“Will Jacob get out of jail,” I tried to say with great concern.
“Yes, if you send me the money order, we will have him out of jail in two hours.” Then he went on to tell me how to send money via Western Union and asked how long it would take. I told him it would take me about two hours. He said he would call me back for the routing number of the money.
I immediately hustled to a Western Union service desk where Cheryl and Derek helped me make a fake but official sounding Western Union routing number. They related that it is not unusual to have people convinced there is a real need come in to send money under such circumstances. They also gave me Western Union’s number to report the fraud, thinking maybe they could get some information when he tried to collect.
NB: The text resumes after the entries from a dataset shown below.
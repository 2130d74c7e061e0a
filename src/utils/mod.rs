//! Helpers shared across the engine that are not tied to a single table or heap.
//!
//! - [`hash`] - Content hashing for heap deduplication and the lookup hash indexes
//! - [`synchronization`] - The reader/writer lock embeddings use to share a store

pub mod hash;
pub mod synchronization;
#[cfg(test)]
mod tests {
    use super::*;
    use crate::options::StoreOptions;

    fn types(store: &mut TableStore, count: u32) {
        for _ in 0..count {
            store.add_record(TableId::TypeDef).unwrap();
        }
    }

    fn methods_of(store: &TableStore, type_rid: u32) -> Vec<u32> {
        store
            .children(TableId::TypeDef, TableId::MethodDef, type_rid)
            .unwrap()
    }

    #[test]
    fn in_order_stays_direct() {
        let mut store = TableStore::new();
        types(&mut store, 2);
        let a1 = store.create_method(1).unwrap();
        let a2 = store.create_method(1).unwrap();
        let b1 = store.create_method(2).unwrap();

        assert!(!store.has_indirect_table(TableId::MethodDef));
        assert_eq!(methods_of(&store, 1), vec![a1, a2]);
        assert_eq!(methods_of(&store, 2), vec![b1]);
    }

    #[test]
    fn earlier_parent_after_later_creates_ptr() {
        let mut store = TableStore::new();
        types(&mut store, 2);
        let m1 = store.create_method(2).unwrap();
        let m2 = store.create_method(1).unwrap();

        assert!(store.has_indirect_table(TableId::MethodDef));
        assert_eq!(store.row_count(TableId::MethodPtr), 2);
        assert_eq!(methods_of(&store, 1), vec![m2]);
        assert_eq!(methods_of(&store, 2), vec![m1]);
    }

    #[test]
    fn next_parent_at_child_count_shifts() {
        let mut store = TableStore::new();
        types(&mut store, 2);
        store.create_method(1).unwrap();
        store.create_method(2).unwrap();
        // Type 2 owns method 2; give type 1 another one with type 2 pointing at the new row
        store
            .put_column(TableId::TypeDef, col::typedef::METHOD_LIST, 2, 3)
            .unwrap();
        let rid = store.append_record(TableId::MethodDef).unwrap();
        let link = store
            .add_child_row_direct(TableId::TypeDef, col::typedef::METHOD_LIST, TableId::MethodDef, 1)
            .unwrap();
        assert_eq!(link, ChildLink::Direct);
        assert_eq!(rid, 3);
        assert_eq!(
            store.get_column(TableId::TypeDef, col::typedef::METHOD_LIST, 2).unwrap(),
            4
        );
    }

    #[test]
    fn out_of_order_policy() {
        let mut options = StoreOptions::default();
        options.out_of_order = OutOfOrderFlags::METHOD;
        let mut store = TableStore::with_options(options);
        types(&mut store, 2);
        store.create_method(2).unwrap();
        assert!(matches!(
            store.create_method(1),
            Err(Error::RecordOutOfOrder(TableId::MethodDef))
        ));
        // Fields are still allowed out of order
        store.create_field(2).unwrap();
        store.create_field(1).unwrap();
        assert!(store.has_indirect_table(TableId::Field));
    }

    #[test]
    fn param_sequence_repair() {
        let mut store = TableStore::new();
        types(&mut store, 1);
        let method = store.create_method(1).unwrap();
        let p2 = store.create_param(method, 2).unwrap();
        assert!(!store.has_indirect_table(TableId::Param));
        let p1 = store.create_param(method, 1).unwrap();

        assert!(store.has_indirect_table(TableId::Param));
        assert_eq!(
            store.children(TableId::MethodDef, TableId::Param, method).unwrap(),
            vec![p1, p2]
        );
    }

    #[test]
    fn new_parent_after_ptr_gets_end_value() {
        let mut store = TableStore::new();
        types(&mut store, 2);
        store.create_method(2).unwrap();
        store.create_method(1).unwrap();

        let third = store.add_record(TableId::TypeDef).unwrap();
        assert_eq!(
            store.get_column(TableId::TypeDef, col::typedef::METHOD_LIST, third).unwrap(),
            3
        );
        let m3 = store.create_method(third).unwrap();
        assert_eq!(methods_of(&store, third), vec![m3]);
        assert_eq!(methods_of(&store, 2), vec![1]);
    }

    #[test]
    fn resolve_markers_fills_suffix() {
        let mut store = TableStore::new();
        types(&mut store, 3);
        store.create_field(1).unwrap();
        store.resolve_markers().unwrap();
        let list = |rid| {
            store
                .get_column(TableId::TypeDef, col::typedef::FIELD_LIST, rid)
                .unwrap()
        };
        assert_eq!((list(1), list(2), list(3)), (1, 2, 2));
        // Method lists had no children at all
        assert_eq!(
            store.get_column(TableId::TypeDef, col::typedef::METHOD_LIST, 1).unwrap(),
            1
        );
    }

    #[test]
    fn unknown_parent() {
        let mut store = TableStore::new();
        assert!(matches!(
            store.create_method(1),
            Err(Error::RowNotFound { table: TableId::TypeDef, rid: 1 })
        ));
    }
}
use std::str;

use crate::{
    metadata::heaps::{offset_of, pad_to_alignment, DedupIndex, HeapKind, HeapPool},
    utils::hash::hash_blob,
    Error::{self, OutOfBounds},
    Result,
};

/// '#Strings' holds the identifiers referenced from the metadata tables: type, member and
/// parameter names, namespaces and the like.
///
/// Entries are NUL-terminated UTF-8. Offset 0 is always the empty string. Adding a string
/// that is already present returns the existing offset.
///
/// # Examples
///
/// ```rust
/// use mdstore::metadata::heaps::StringHeap;
///
/// let mut heap = StringHeap::new();
/// let first = heap.add("Foo")?;
/// assert_eq!(heap.add("Foo")?, first);
/// assert_eq!(heap.add("")?, 0);
/// assert_eq!(heap.get(first)?, "Foo");
/// # Ok::<(), mdstore::Error>(())
/// ```
///
/// ## Reference
/// * '<https://ecma-international.org/wp-content/uploads/ECMA-335_6th_edition_june_2012.pdf>' - II.24.2.3
#[derive(Debug, Clone)]
pub struct StringHeap {
    data: Vec<u8>,
    index: Option<DedupIndex>,
    session_start: u32,
    minimal_delta: bool,
}

impl Default for StringHeap {
    fn default() -> Self {
        Self::new()
    }
}

impl StringHeap {
    /// Create a heap holding only the empty string
    #[must_use]
    pub fn new() -> Self {
        StringHeap {
            data: vec![0],
            index: None,
            session_start: 0,
            minimal_delta: false,
        }
    }

    /// Load a heap from stream bytes.
    ///
    /// A heap whose last byte is not a NUL terminator is trimmed back to the last NUL it
    /// contains; the truncation is reported as a warning, not an error.
    ///
    /// # Arguments
    /// * 'data'          - Stream content
    /// * 'minimal_delta' - The stream holds only the strings added by an ENC session
    ///
    /// # Errors
    /// Returns [`crate::Error::Malformed`] if a full heap does not start with the empty string.
    pub fn from_bytes(data: &[u8], minimal_delta: bool) -> Result<Self> {
        if data.is_empty() {
            return Ok(StringHeap {
                data: if minimal_delta { Vec::new() } else { vec![0] },
                index: None,
                session_start: 0,
                minimal_delta,
            });
        }

        if !minimal_delta && data[0] != 0 {
            return Err(malformed_error!("Provided #Strings heap does not start with NUL"));
        }

        let mut end = data.len();
        if data[end - 1] != 0 {
            end = data.iter().rposition(|byte| *byte == 0).map_or(0, |pos| pos + 1);
            log::warn!(
                "#Strings heap is not NUL terminated, trimming {} trailing byte(s)",
                data.len() - end
            );
        }

        let mut storage = Vec::new();
        storage.try_reserve_exact(end)?;
        storage.extend_from_slice(&data[..end]);
        if storage.is_empty() && !minimal_delta {
            storage.push(0);
        }

        Ok(StringHeap {
            data: storage,
            index: None,
            session_start: 0,
            minimal_delta,
        })
    }

    /// Get a view of the string stored at `offset`
    ///
    /// # Errors
    /// Returns [`crate::Error::OutOfBounds`] if the offset is outside of the heap, or
    /// [`crate::Error::Malformed`] if the entry is not terminated or not valid UTF-8.
    pub fn get(&self, offset: u32) -> Result<&str> {
        let offset = offset as usize;
        if offset == 0 && self.minimal_delta {
            return Ok("");
        }
        if offset >= self.data.len() {
            return Err(OutOfBounds);
        }

        let tail = &self.data[offset..];
        let Some(len) = tail.iter().position(|byte| *byte == 0) else {
            return Err(malformed_error!("Unterminated string at offset - {}", offset));
        };

        str::from_utf8(&tail[..len])
            .map_err(|_| malformed_error!("Invalid string at offset - {}", offset))
    }

    /// Add a string and return its offset, reusing an identical entry if present
    ///
    /// # Errors
    /// Returns [`crate::Error::InvalidArgument`] if `value` contains a NUL character, or
    /// [`crate::Error::Overflow`] if the heap would exceed the 32-bit offset range.
    pub fn add(&mut self, value: &str) -> Result<u32> {
        if value.is_empty() {
            return Ok(0);
        }
        if value.as_bytes().contains(&0) {
            return Err(Error::InvalidArgument(format!(
                "String contains an embedded NUL - {value:?}"
            )));
        }

        let hash = hash_blob(value.as_bytes());
        let index = self.index.get_or_insert_with(|| build_index(&self.data));
        if let Some(offset) = index.find(hash, |offset| {
            let start = offset as usize;
            self.data.get(start..start + value.len()) == Some(value.as_bytes())
                && self.data.get(start + value.len()) == Some(&0)
        }) {
            return Ok(offset);
        }

        let offset = offset_of(self.data.len())?;
        offset_of(self.data.len() + value.len() + 1)?;

        self.data.try_reserve(value.len() + 1)?;
        self.data.extend_from_slice(value.as_bytes());
        self.data.push(0);
        index.insert(hash, offset);

        Ok(offset)
    }

    /// Iterate over `(offset, string)` of every entry after the empty string
    pub fn iter(&self) -> impl Iterator<Item = (u32, &str)> {
        entries(&self.data).filter_map(|(offset, bytes)| {
            str::from_utf8(bytes).ok().map(|value| (offset, value))
        })
    }
}

fn entries(data: &[u8]) -> impl Iterator<Item = (u32, &[u8])> {
    let mut offset = 0usize;
    std::iter::from_fn(move || {
        while offset < data.len() {
            let start = offset;
            let len = data[start..].iter().position(|byte| *byte == 0)?;
            offset = start + len + 1;
            if len > 0 {
                #[allow(clippy::cast_possible_truncation)]
                return Some((start as u32, &data[start..start + len]));
            }
        }
        None
    })
}

fn build_index(data: &[u8]) -> DedupIndex {
    let mut index = DedupIndex::default();
    for (offset, bytes) in entries(data) {
        index.insert(hash_blob(bytes), offset);
    }
    index
}

impl HeapPool for StringHeap {
    fn kind(&self) -> HeapKind {
        HeapKind::Strings
    }

    fn data(&self) -> &[u8] {
        &self.data
    }

    fn append_raw(&mut self, bytes: &[u8]) -> Result<()> {
        offset_of(self.data.len() + bytes.len())?;
        self.data.try_reserve(bytes.len())?;
        self.data.extend_from_slice(bytes);
        self.index = None;
        Ok(())
    }

    fn is_empty(&self) -> bool {
        self.data.iter().all(|byte| *byte == 0)
    }

    fn start_new_session(&mut self) {
        pad_to_alignment(&mut self.data);
        self.session_start = self.size();
    }

    fn session_start(&self) -> u32 {
        self.session_start
    }
}

#[cfg(test)]
mod tests {
    use super::*;

    #[test]
    fn crafted() {
        #[rustfmt::skip]
        let data = [
            0x00,
            0x3c, 0x4d, 0x6f, 0x64, 0x75, 0x6c, 0x65, 0x3e, 0x00,
            0x53, 0x79, 0x73, 0x74, 0x65, 0x6d, 0x00,
        ];

        let heap = StringHeap::from_bytes(&data, false).unwrap();
        assert_eq!(heap.get(0).unwrap(), "");
        assert_eq!(heap.get(1).unwrap(), "<Module>");
        assert_eq!(heap.get(10).unwrap(), "System");
        assert_eq!(heap.get(13).unwrap(), "tem");
        assert!(heap.get(17).is_err());

        let all: Vec<_> = heap.iter().collect();
        assert_eq!(all, vec![(1, "<Module>"), (10, "System")]);
    }

    #[test]
    fn dedup() {
        let mut heap = StringHeap::new();
        let foo = heap.add("Foo").unwrap();
        let bar = heap.add("Bar").unwrap();
        assert_eq!(foo, 1);
        assert_eq!(bar, 5);
        assert_eq!(heap.add("Foo").unwrap(), foo);
        assert_eq!(heap.add("").unwrap(), 0);
        assert_eq!(heap.size(), 9);
    }

    #[test]
    fn dedup_against_loaded_content() {
        let mut heap = StringHeap::from_bytes(b"\0Foo\0", false).unwrap();
        assert_eq!(heap.add("Foo").unwrap(), 1);
        assert_eq!(heap.add("Fo").unwrap(), 5);
    }

    #[test]
    fn embedded_nul() {
        let mut heap = StringHeap::new();
        assert!(heap.add("a\0b").is_err());
    }

    #[test]
    fn trims_unterminated_tail() {
        let heap = StringHeap::from_bytes(b"\0Foo\0Ba", false).unwrap();
        assert_eq!(heap.size(), 5);
        assert_eq!(heap.get(1).unwrap(), "Foo");
        assert!(heap.get(5).is_err());
    }

    #[test]
    fn invalid_start() {
        assert!(StringHeap::from_bytes(b"Foo\0", false).is_err());
        assert!(StringHeap::from_bytes(b"Foo\0", true).is_ok());
    }

    #[test]
    fn session_delta() {
        let mut heap = StringHeap::new();
        heap.add("Base").unwrap();
        heap.start_new_session();
        assert_eq!(heap.session_start(), 8);

        let offset = heap.add("Delta").unwrap();
        assert_eq!(offset, 8);
        assert_eq!(heap.session_added_size(), 6);

        let mut out = Vec::new();
        heap.save_delta(heap.session_start(), &mut out).unwrap();
        assert_eq!(out, b"Delta\0\0\0");
    }
}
Within an hour, I received the call. “Were you able to send the money?”
I gave him the fake number. He closed by saying that Jacob would call within the hour.
Did I scam the scammer? I sure hope so. I could just see him with a big smile on his face, headed out the door to collect his money feeling satisfied he had just landed another sucker. Not this grandma.
The story goes on.
I called Western Union and was connected with the fraud department where a gentleman who could only say over and over, “We don’t send money with a fake routing number.” He couldn’t begin to comprehend that I was trying to stop a fraud. I hung up when I began to talk like Judge Judy to him.
Last, I researched the number on the internet of the St. John’s Newfoundland police – or as they say, the Royal Newfoundland Constabulary. I was connected with their Fraud Department. Surprise, there was no such address.